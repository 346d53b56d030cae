use serde::{Deserialize, Serialize};
use std::fmt;
use thiserror::Error;

#[derive(Debug, Clone, Serialize, Deserialize, PartialEq, Eq)]
#[serde(rename_all = "SCREAMING_SNAKE_CASE")]
pub enum ErrorCode {
    InvalidArgument,
    ConnectTimeout,
    ConnectFailed,
    IoError,
    NoLoginPrompt,
    NoPasswordPrompt,
    NoEnablePasswordPrompt,
    TargetNotFound,
    CommandPromptNotFound,
    UnusualPromptCharacter,
    NoPromptCaptured,
}

#[derive(Debug, Clone, Serialize, Deserialize)]
pub struct ApiError {
    pub error_code: ErrorCode,
    pub message: String,
    #[serde(skip_serializing_if = "Option::is_none")]
    pub details: Option<String>,
}

impl ApiError {
    pub fn new(error_code: ErrorCode, message: impl Into<String>) -> Self {
        Self {
            error_code,
            message: message.into(),
            details: None,
        }
    }

    pub fn with_details(mut self, details: impl Into<String>) -> Self {
        self.details = Some(details.into());
        self
    }

    pub fn target_not_found(target: &str) -> Self {
        Self::new(
            ErrorCode::TargetNotFound,
            format!("Target text not found: {target}"),
        )
    }

    pub fn command_prompt_not_found(command: &str) -> Self {
        Self::new(
            ErrorCode::CommandPromptNotFound,
            format!("Prompt not found after command: {command}"),
        )
    }
}

impl fmt::Display for ApiError {
    fn fmt(&self, f: &mut fmt::Formatter<'_>) -> fmt::Result {
        write!(f, "{}: {}", self.error_code, self.message)
    }
}

#[derive(Debug, Error)]
pub enum TelnetError {
    #[error("{0}")]
    Api(ApiError),
    #[error("JSON error: {0}")]
    Json(#[from] serde_json::Error),
    #[error("Regex error: {0}")]
    Regex(#[from] regex::Error),
}

impl From<ApiError> for TelnetError {
    fn from(value: ApiError) -> Self {
        Self::Api(value)
    }
}

impl TelnetError {
    /// The API error code, if this error came from a session flow.
    pub fn code(&self) -> Option<&ErrorCode> {
        match self {
            TelnetError::Api(api) => Some(&api.error_code),
            _ => None,
        }
    }
}

impl ErrorCode {
    pub fn as_str(&self) -> &'static str {
        match self {
            ErrorCode::InvalidArgument => "INVALID_ARGUMENT",
            ErrorCode::ConnectTimeout => "CONNECT_TIMEOUT",
            ErrorCode::ConnectFailed => "CONNECT_FAILED",
            ErrorCode::IoError => "IO_ERROR",
            ErrorCode::NoLoginPrompt => "NO_LOGIN_PROMPT",
            ErrorCode::NoPasswordPrompt => "NO_PASSWORD_PROMPT",
            ErrorCode::NoEnablePasswordPrompt => "NO_ENABLE_PASSWORD_PROMPT",
            ErrorCode::TargetNotFound => "TARGET_NOT_FOUND",
            ErrorCode::CommandPromptNotFound => "COMMAND_PROMPT_NOT_FOUND",
            ErrorCode::UnusualPromptCharacter => "UNUSUAL_PROMPT_CHARACTER",
            ErrorCode::NoPromptCaptured => "NO_PROMPT_CAPTURED",
        }
    }
}

impl fmt::Display for ErrorCode {
    fn fmt(&self, f: &mut fmt::Formatter<'_>) -> fmt::Result {
        f.write_str(self.as_str())
    }
}

pub type TelnetResult<T> = Result<T, TelnetError>;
- - -
- **EXERCISE REQUIREMENTS**: In the entries above, count each line that holds "TelnetError". Give the total and nothing else.

- **COMPLETED TASK**: 5